Il est 3h30 durant la nuit du 22 au 23 juillet quand une unité de l’armée israélienne d’occupation se présente pour perquisitionner le domicile des Abou Maria, en vue d’arrêter quelqu’un qu’elle recherche.
L’affaire tourne mal, comme souvent. Selon l’armée israélienne, «une foule violente» s’est attaquée aux soldats «depuis le toit de la maison en lançant des pierres, blessant un soldat». L’unité a répondu en tirant et a blessé une personne; «lorsqu’elle a voulu se retirer, elle a été à nouveau attaquée et a répliqué en visant l’instigateur principal». Un homme en est mort. Il s’agit de Fala Abou Maria, 52 ans, menuisier, le chef de la famille.
Le quotidien britannique The Telegraph a envoyé son correspondant à Jérusalem sur place. Robert Tait a interrogé les témoins de la scène. Leur version est bien différente. Selon les membres de la famille, il n’y a eu ni foule ni jets de pierre. La version israélienne  «est fausse, dit Sara, 25 ans, belle-fille de la victime, qui se trouvait à côté d’elle lorsqu’elle fut tuée. Il n’y avait personne sauf moi, ma belle-mère, mon mari et nos enfants. Pas une pierre n’a été lancée. [Mon beau-père] a lancé un pot-de-fleur et ils l’ont abattu immédiatement».
D’après les explications fournies au journaliste britannique, l’altercation a commencé quand l’unité israélienne a voulu forcer l’entrée de la maison. Fala Abou Maria et deux de ses fils – il a onze enfants – ont tenté de retarder l’entrée des soldats pour que les femmes puissent se lever et s’habiller. L’armée a tiré sur son fils Mohamed, 24 ans, qui a été atteint aux deux jambes et aux testicules, selon le docteur Izzedin Ashlamoun, de l’hôpital Al-Ahli à Hébron.
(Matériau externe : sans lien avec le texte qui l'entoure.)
// SPDX-FileCopyrightText: 2025-2026 Topup Contributors
//
// SPDX-License-Identifier: Apache-2.0

use std::sync::Arc;

use async_trait::async_trait;

use crate::{api, error::Result, manager, prompt, reachability, session, storage, widget};

pub(crate) mod balance;
pub(crate) mod buy;
pub(crate) mod history;
pub(crate) mod login;
pub(crate) mod logout;
pub(crate) mod register;
pub(crate) mod whoami;

pub(crate) type AppManager =
    manager::Manager<Arc<dyn api::Api>, Box<dyn storage::Storage<session::Data>>>;

/// Everything a command may touch. The manager stays the single owner of
/// session state; commands reach the service through the same `Api` handle
/// the manager uses.
pub(crate) struct Context<'app> {
    pub(crate) api: Arc<dyn api::Api>,
    pub(crate) manager: &'app mut AppManager,
    pub(crate) monitor: Arc<reachability::Monitor>,
    pub(crate) widget: Box<dyn widget::Widget>,
    pub(crate) prompt: Arc<dyn prompt::Interact>,
    pub(crate) public_key: Option<String>,
}

#[async_trait]
pub(crate) trait Command {
    async fn execute(self, ctx: &mut Context<'_>) -> Result<()>;
}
«Mon beau-père était en colère, raconte une autre belle-fille, Sara. Il ne pouvait plus se contrôler, il croyait que son fils avait été tué, il y avait plein de sang. Il est monté au balcon, s’est emparé d’un petit pot-de-fleur en plastique et l’a lancé en bas vers les soldats, ratant sa cible. Ils lui ont tiré trois balles. Il est mort juste après avoir eu le temps de dire ”Il n’y a qu’un Dieu et Mahomet est son prophète, je meurs en martyr”.»
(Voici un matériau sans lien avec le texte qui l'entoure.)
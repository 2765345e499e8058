// SPDX-FileCopyrightText: 2026 Topup Contributors
//
// SPDX-License-Identifier: Apache-2.0

use log::info;

use crate::{
    api::Api,
    error::{self, Result},
    model,
    money::Amount,
    service, session,
    widget::{Capture, Checkout, Widget},
};

/// Lifecycle of one in-flight card payment. Transitions only move forward;
/// cancellation is terminal from any non-terminal state.
#[derive(Copy, Clone, Debug, Eq, PartialEq)]
pub(crate) enum Status {
    Initialized,
    WidgetOpen,
    Verifying,
    Succeeded,
    Failed,
    Cancelled,
}

impl Status {
    pub(crate) const fn is_terminal(self) -> bool {
        matches!(self, Self::Succeeded | Self::Failed | Self::Cancelled)
    }

    pub(crate) const fn can_advance(self, next: Self) -> bool {
        // LINT: Everything not listed is an illegal transition, including any
        // future states.
        #[allow(clippy::wildcard_enum_match_arm, clippy::match_like_matches_macro)]
        match (self, next) {
            (Self::Initialized, Self::WidgetOpen)
            | (Self::WidgetOpen, Self::Verifying)
            | (Self::Verifying, Self::Succeeded | Self::Failed)
            | (Self::Initialized | Self::WidgetOpen | Self::Verifying, Self::Cancelled) => true,
            _ => false,
        }
    }
}

/// One in-flight card payment: the reference minted by the service plus the
/// order it was minted for. Never persisted; an interrupted payment starts
/// over from scratch.
#[derive(Clone, Debug)]
pub(crate) struct Pending {
    reference: String,
    kind: service::Kind,
    amount: Amount,
    status: Status,
}

impl Pending {
    fn new(reference: String, order: &service::Order) -> Self {
        Self {
            reference,
            kind: order.details.kind(),
            amount: order.amount,
            status: Status::Initialized,
        }
    }

    pub(crate) fn reference(&self) -> &str {
        &self.reference
    }

    pub(crate) const fn kind(&self) -> service::Kind {
        self.kind
    }

    pub(crate) const fn amount(&self) -> Amount {
        self.amount
    }

    pub(crate) const fn status(&self) -> Status {
        self.status
    }

    fn advance(&mut self, next: Status) {
        debug_assert!(
            self.status.can_advance(next),
            "illegal payment transition {:?} -> {next:?}",
            self.status
        );
        self.status = next;
    }
}

/// How a payment attempt ended, from the payer's point of view. Cancellation
/// is deliberately not a failure.
#[derive(Clone, Debug, Eq, PartialEq)]
pub(crate) enum Outcome {
    Succeeded { message: String },
    Failed { message: String },
    Cancelled,
}

/// Card payment: initialize with the service, capture through the external
/// widget, then verify by reference. The steps are strictly sequential, and
/// verification is only ever reached off a successful capture.
pub(crate) async fn pay_with_card<A: Api + ?Sized, W: Widget + ?Sized>(
    api: &A,
    widget: &W,
    token: &session::Secret,
    payer_email: &str,
    public_key: &str,
    order: &service::Order,
) -> Result<Outcome> {
    order.validate()?;
    confirm_customer(api, token, &order.details).await?;

    // Step 1: a failure here is surfaced verbatim and ends the attempt; no
    // automatic retry.
    let reference = api
        .initialize_direct_payment(token, payer_email, order)
        .await?;
    let mut pending = Pending::new(reference, order);

    // Step 2: hand off to the provider.
    pending.advance(Status::WidgetOpen);
    let capture = widget
        .collect(&Checkout {
            public_key,
            email: payer_email,
            amount: pending.amount(),
            reference: pending.reference(),
        })
        .await?;

    match capture {
        Capture::Cancelled => {
            // The service keeps its pending transaction; reconciling it is
            // the service's job, not ours.
            pending.advance(Status::Cancelled);
            Ok(Outcome::Cancelled)
        }
        Capture::Completed => {
            // Step 3: finalize by reference, exactly once.
            pending.advance(Status::Verifying);
            let kind = pending.kind();
            match api.verify_payment(token, pending.reference(), kind).await {
                Ok(receipt) if receipt.status == model::VerifyStatus::Success => {
                    pending.advance(Status::Succeeded);
                    Ok(Outcome::Succeeded {
                        message: receipt
                            .message
                            .unwrap_or_else(|| format!("{kind} payment verified")),
                    })
                }
                Ok(receipt) => {
                    pending.advance(Status::Failed);
                    Ok(Outcome::Failed {
                        message: receipt
                            .message
                            .unwrap_or_else(|| "The payment could not be verified".to_owned()),
                    })
                }
                Err(e) if e.class() == error::Class::Business => {
                    pending.advance(Status::Failed);
                    Ok(Outcome::Failed {
                        message: e.to_string(),
                    })
                }
                Err(e) => Err(e),
            }
        }
    }
}

/// Wallet payment: one call debits the wallet and finalizes. Steps 1 and 2
/// of the card flow do not exist here.
pub(crate) async fn pay_from_wallet<A: Api + ?Sized>(
    api: &A,
    token: &session::Secret,
    order: &service::Order,
) -> Result<Outcome> {
    order.validate()?;
    confirm_customer(api, token, &order.details).await?;

    let receipt = api.purchase(token, order).await?;
    Ok(Outcome::Succeeded {
        message: receipt
            .message
            .unwrap_or_else(|| format!("{} purchase {}", order.details.kind(), receipt.status)),
    })
}

/// Identity check gating TV and electricity purchases: the service's
/// `invalid` flag blocks submission outright, with no bypass. Airtime and
/// data have no identity to confirm.
async fn confirm_customer<A: Api + ?Sized>(
    api: &A,
    token: &session::Secret,
    details: &service::Details,
) -> Result<()> {
    let customer = match *details {
        service::Details::Electricity {
            disco,
            ref meter_number,
            meter_type,
        } => {
            api.verify_electricity(token, disco, meter_number, meter_type)
                .await?
        }
        service::Details::Tv {
            provider,
            ref smart_card_number,
            ..
        } => api.verify_tv_card(token, provider, smart_card_number).await?,
        service::Details::Airtime { .. } | service::Details::Data { .. } => return Ok(()),
    };

    if customer.invalid {
        return Err(error::Validation::CustomerRejected.into());
    }
    if let Some(name) = customer.name {
        info!("Provider confirmed the customer as {name}");
    }
    Ok(())
}

#[cfg(test)]
mod tests {
    use std::sync::atomic::{AtomicUsize, Ordering};

    use async_trait::async_trait;

    use crate::api::fake::Fake;

    use super::*;

    struct ScriptedWidget {
        capture: Capture,
        collected: AtomicUsize,
    }

    impl ScriptedWidget {
        fn new(capture: Capture) -> Self {
            Self {
                capture,
                collected: AtomicUsize::new(0),
            }
        }

        fn collected(&self) -> usize {
            self.collected.load(Ordering::SeqCst)
        }
    }

    #[async_trait]
    impl Widget for ScriptedWidget {
        async fn collect(&self, checkout: &Checkout<'_>) -> Result<Capture> {
            assert_eq!(
                checkout.amount_minor_units(),
                checkout.amount.minor_units(),
                "minor-unit conversion drifted"
            );
            let _count = self.collected.fetch_add(1, Ordering::SeqCst);
            Ok(self.capture)
        }
    }

    fn token() -> session::Secret {
        session::Secret::new("token")
    }

    fn airtime_order(naira: u64) -> service::Order {
        service::Order {
            amount: Amount::from_naira(naira),
            details: service::Details::Airtime {
                network: service::Network::Mtn,
                phone_number: "08031234567".parse().expect("valid phone number"),
            },
        }
    }

    fn verified(status: model::VerifyStatus) -> model::VerifyReceipt {
        model::VerifyReceipt {
            status,
            message: None,
        }
    }

    #[test]
    fn transitions_only_move_forward() {
        assert!(Status::Initialized.can_advance(Status::WidgetOpen));
        assert!(Status::WidgetOpen.can_advance(Status::Verifying));
        assert!(Status::Verifying.can_advance(Status::Succeeded));
        assert!(Status::Verifying.can_advance(Status::Failed));

        assert!(!Status::WidgetOpen.can_advance(Status::Initialized));
        assert!(!Status::Verifying.can_advance(Status::WidgetOpen));
        assert!(!Status::Succeeded.can_advance(Status::Verifying));
    }

    #[test]
    fn cancellation_is_terminal_from_any_live_state() {
        for live in [Status::Initialized, Status::WidgetOpen, Status::Verifying] {
            assert!(live.can_advance(Status::Cancelled), "{live:?}");
        }
        for terminal in [Status::Succeeded, Status::Failed, Status::Cancelled] {
            assert!(!terminal.can_advance(Status::Cancelled), "{terminal:?}");
            assert!(terminal.is_terminal());
        }
    }

    #[tokio::test]
    async fn below_minimum_amounts_never_reach_the_service() {
        let api = Fake::new();
        let widget = ScriptedWidget::new(Capture::Completed);

        let err = pay_with_card(
            &api,
            &widget,
            &token(),
            "a@b.com",
            "pk_test",
            &airtime_order(50),
        )
        .await
        .expect_err("undersized amount accepted");

        assert_eq!(err.to_string(), "Minimum amount is \u{20a6}100");
        assert_eq!(err.class(), error::Class::Validation);
        assert!(api.calls().is_empty(), "backend was contacted");
        assert_eq!(widget.collected(), 0);
    }

    #[tokio::test]
    async fn cancelled_captures_issue_no_verify_call() -> Result<()> {
        let api = Fake::new();
        api.expect_initialize(Ok("ref-123".to_owned()));
        let widget = ScriptedWidget::new(Capture::Cancelled);

        let outcome = pay_with_card(
            &api,
            &widget,
            &token(),
            "a@b.com",
            "pk_test",
            &airtime_order(500),
        )
        .await?;

        assert_eq!(outcome, Outcome::Cancelled);
        assert_eq!(api.call_count("initialize"), 1);
        assert_eq!(api.call_count("verify"), 0);
        Ok(())
    }

    #[tokio::test]
    async fn verify_runs_at_most_once_per_successful_capture() -> Result<()> {
        let api = Fake::new();
        api.expect_initialize(Ok("ref-123".to_owned()));
        api.expect_verify(Ok(verified(model::VerifyStatus::Success)));
        let widget = ScriptedWidget::new(Capture::Completed);

        let outcome = pay_with_card(
            &api,
            &widget,
            &token(),
            "a@b.com",
            "pk_test",
            &airtime_order(500),
        )
        .await?;

        assert!(matches!(outcome, Outcome::Succeeded { .. }));
        assert!(api.call_count("verify") <= widget.collected());
        assert_eq!(api.call_count("verify"), 1);
        Ok(())
    }

    #[tokio::test]
    async fn failed_verification_carries_the_service_message() -> Result<()> {
        let api = Fake::new();
        api.expect_initialize(Ok("ref-123".to_owned()));
        api.expect_verify(Err(error::Api::Business {
            message: "Transaction was declined".to_owned(),
        }
        .into()));
        let widget = ScriptedWidget::new(Capture::Completed);

        let outcome = pay_with_card(
            &api,
            &widget,
            &token(),
            "a@b.com",
            "pk_test",
            &airtime_order(500),
        )
        .await?;

        assert_eq!(
            outcome,
            Outcome::Failed {
                message: "Transaction was declined".to_owned()
            }
        );
        Ok(())
    }

    #[tokio::test]
    async fn initialization_failures_stop_the_flow_verbatim() {
        let api = Fake::new();
        api.expect_initialize(Err(error::Api::Business {
            message: "Duplicate transaction".to_owned(),
        }
        .into()));
        let widget = ScriptedWidget::new(Capture::Completed);

        let err = pay_with_card(
            &api,
            &widget,
            &token(),
            "a@b.com",
            "pk_test",
            &airtime_order(500),
        )
        .await
        .expect_err("initialization failure swallowed");

        assert_eq!(err.to_string(), "Duplicate transaction");
        assert_eq!(widget.collected(), 0, "widget opened after a failed init");
    }

    #[tokio::test]
    async fn wallet_payments_skip_initialize_and_capture() -> Result<()> {
        let api = Fake::new();
        api.expect_purchase(Ok(model::PurchaseReceipt {
            status: "successful".to_owned(),
            message: Some("Airtime delivered".to_owned()),
        }));

        let outcome = pay_from_wallet(&api, &token(), &airtime_order(500)).await?;

        assert_eq!(
            outcome,
            Outcome::Succeeded {
                message: "Airtime delivered".to_owned()
            }
        );
        assert_eq!(api.calls(), vec!["purchase"]);
        Ok(())
    }

    #[tokio::test]
    async fn rejected_customers_block_electricity_purchases() {
        let api = Fake::new();
        api.expect_customer(Ok(model::Customer {
            invalid: true,
            name: None,
        }));

        let order = service::Order {
            amount: Amount::from_naira(2_000),
            details: service::Details::Electricity {
                disco: service::Disco::Ikeja,
                meter_number: "04123456789".parse().expect("valid meter number"),
                meter_type: service::MeterType::Prepaid,
            },
        };

        let err = pay_from_wallet(&api, &token(), &order)
            .await
            .expect_err("invalid customer accepted");

        assert_eq!(err.class(), error::Class::Validation);
        assert_eq!(api.calls(), vec!["verify-electricity"]);
    }

    #[tokio::test]
    async fn tv_purchases_confirm_the_smartcard_first() -> Result<()> {
        let api = Fake::new();
        api.expect_customer(Ok(model::Customer {
            invalid: false,
            name: Some("Ada Obi".to_owned()),
        }));
        api.expect_purchase(Ok(model::PurchaseReceipt {
            status: "successful".to_owned(),
            message: None,
        }));

        let order = service::Order {
            amount: Amount::from_naira(5_000),
            details: service::Details::Tv {
                provider: service::TvProvider::Dstv,
                smart_card_number: "7024567890".parse()?,
                package: "compact".to_owned(),
            },
        };

        let outcome = pay_from_wallet(&api, &token(), &order).await?;
        assert!(matches!(outcome, Outcome::Succeeded { .. }));
        assert_eq!(api.calls(), vec!["verify-tv-card", "purchase"]);
        Ok(())
    }
}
Une histoire banale en Palestine occupée. Et plus encore à Beit Ummar – située sur une route fréquentée entourée de colonies – où les clashes sont fréquents. Cinq des six fils de la victime ont déjà connu les geôles israéliennes, notamment pour jets de pierres. Pour Mohamed, interrogé à l’hôpital, l’armée d’occupation a perquisitionné la maison familiale une centaine de fois depuis 1989.
L’envoyé du Telegraph a donné la parole à l’armée israélienne. Dont une porte-parole a donné les explications suivantes, sans toutefois dire pourquoi aucune arrestation n’avait été effectuée cette nuit-là: «Je n’ai pas entendu parler d’un pot-de-fleur mais je sais qu’il y a eu des jets de pierres et de briques depuis le toit. Il ne s’agissait pas seulement des résidents de la maison, il y a avait une foule. Je dirais que les jets de pierres ont duré entre dix et vingt minutes». Elle a promis qu’une enquête serait ouverte par l’armée.
Les funérailles de Fala Abou Maria ont donné lieu à de nouveaux incidents. Des centaines de personnes y assistaient, bien que l’armée israélienne eût bouclé les issues de la petite ville. La foule criait vengeance. L’armée israélienne a tiré des balles en plastique et des gaz lacrymogènes. Huit personnes ont été blessées, dont trois ont été hospitalisées.
Selon l’agence palestinienne Maan, Abou Maria est le dix-septième Palestinien tué cette année par les forces israéliennes. L’avant-dernière victime s’appelle Mohamed Alawna, 21 ans, il a été abattu durant une opération de nuit le 22 juillet dans le village de Burqin, près de Jénine, dans le nord de la Cisjordanie occupée.